マーディは何度も挫折を経験し、そのたびに強くなるトレーニングを自分に課してのりこえてきた。

たしかに必要なトレーニングもあっただろう。

しかしついに体と心がついてこなくなってきた。

 

コート上でたった1人、世界に誰もいなくなるような感覚。

私には想像を絶する。

ついに不安障害を発症しテニス選手を引退。

 

その後にようやくみつけてメンタルの向き合い方。

皮肉にも必要だったのは弱さや恐れを見せ人々に心を開くこと

本当に皮肉だった。

彼がメンタルを強くするために学んでいたことと真逆だったからだ。

 

人に弱さをみせることはとても怖いことだ。

バカにされるかもしれないし、相手を困らせるかもしれない。

そんなことはない。

 

サーシャ・バインは著書のなかでこう語っている。

迷ったら絶対に自分ファーストでいい
ときに利己的に振舞わなければ将来は開けない
他人を傷つけずにいられないときは嫌われる覚悟を。
決断したら戻れないのだから、それをまっとうするのみ。

とのこと。

この映画はメンタルが弱いと思っている人にこそ視聴してほしいと思った。

自分の弱さを認めることは一流のテニスプレイヤーですらも難しいことなのだと知ってほしい。

あの4人がやばいということがよくわかる

この映画を通してわかるのは

  • ロジャー・フェデラー
  • ラファエル・ナダル
  • ノバク・ジョコビッチ
  • アンディ・マリー

通称BIG4と呼ばれるこの4人のメンタルが超なんてもんじゃなく強靭だということだ。

もって生まれたもの、というより勝利に対して攻撃的になれるかどうかで決まる。

 

ちなみにロジャー・フェデラーについてはyoutubeに面白い動画があるのでオススメ。


www.youtube.com

 

ジョコビッチについては私が大きく知ることになったのは下の本がきっかけだった。

体調不良で悩む方はオススメ。

だいぶ前に書いた記事だからちょっと恥ずかしい。

tachikawa.hatenadiary.jp

締め

ちなみに私はテニスをやったことがない。
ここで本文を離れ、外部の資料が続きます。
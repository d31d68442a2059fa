//! Message store and the conversation state snapshot handed to presentation.

use super::message::Message;

/// Ordered conversation log plus its user-facing flags.
///
/// Owned by the controller behind a lock; presentation only ever sees a
/// [`ConversationState`] snapshot.
#[derive(Debug, Clone)]
pub(crate) struct MessageStore {
    messages: Vec<Message>,
    error: Option<String>,
    is_crisis_mode: bool,
}

impl MessageStore {
    /// A log holding just the welcome message
    pub(crate) fn new() -> Self {
        Self {
            messages: vec![Message::welcome()],
            error: None,
            is_crisis_mode: false,
        }
    }

    pub(crate) fn push(&mut self, message: Message) {
        self.messages.push(message);
    }

    pub(crate) fn len(&self) -> usize {
        self.messages.len()
    }

    pub(crate) fn set_error(&mut self, error: impl Into<String>) {
        self.error = Some(error.into());
    }

    pub(crate) fn clear_error(&mut self) {
        self.error = None;
    }

    /// Sticky: only `close_crisis_mode` or `reset` turn it off again.
    pub(crate) fn enter_crisis_mode(&mut self) {
        self.is_crisis_mode = true;
    }

    pub(crate) fn close_crisis_mode(&mut self) {
        self.is_crisis_mode = false;
    }

    /// Truncate back to a fresh welcome message and clear both flags.
    pub(crate) fn reset(&mut self) {
        *self = Self::new();
    }

    pub(crate) fn snapshot(&self, is_loading: bool) -> ConversationState {
        ConversationState {
            messages: self.messages.clone(),
            is_loading,
            error: self.error.clone(),
            is_crisis_mode: self.is_crisis_mode,
        }
    }
}

/// Point-in-time view of the conversation
#[derive(Debug, Clone, PartialEq, Eq)]
pub struct ConversationState {
    /// Display order is insertion order
    pub messages: Vec<Message>,
    /// True while at least one send is in flight
    pub is_loading: bool,
    /// The single active user-facing error, if any
    pub error: Option<String>,
    pub is_crisis_mode: bool,
}

impl ConversationState {
    /// Offer conversation starters only on an untouched, idle conversation.
    pub fn shows_sample_prompts(&self) -> bool {
        self.messages.len() == 1 && !self.is_loading
    }

    /// Clearing is pointless while only the welcome message is present.
    pub fn can_clear(&self) -> bool {
        self.messages.len() > 1
    }

    pub fn last_message(&self) -> Option<&Message> {
        self.messages.last()
    }
}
しいてあげるならマリオテニス64とラウンドワンでちょっとやった程度だ。

テニス部だった夫であって一緒にウィンブルドンの中継をみたおかげで今回の映画に興味を持つことができた。

あとこの映画をみながら解説をしてくれたのがとても助かった。

 

今日はこの辺にしたいと思います。ではまた。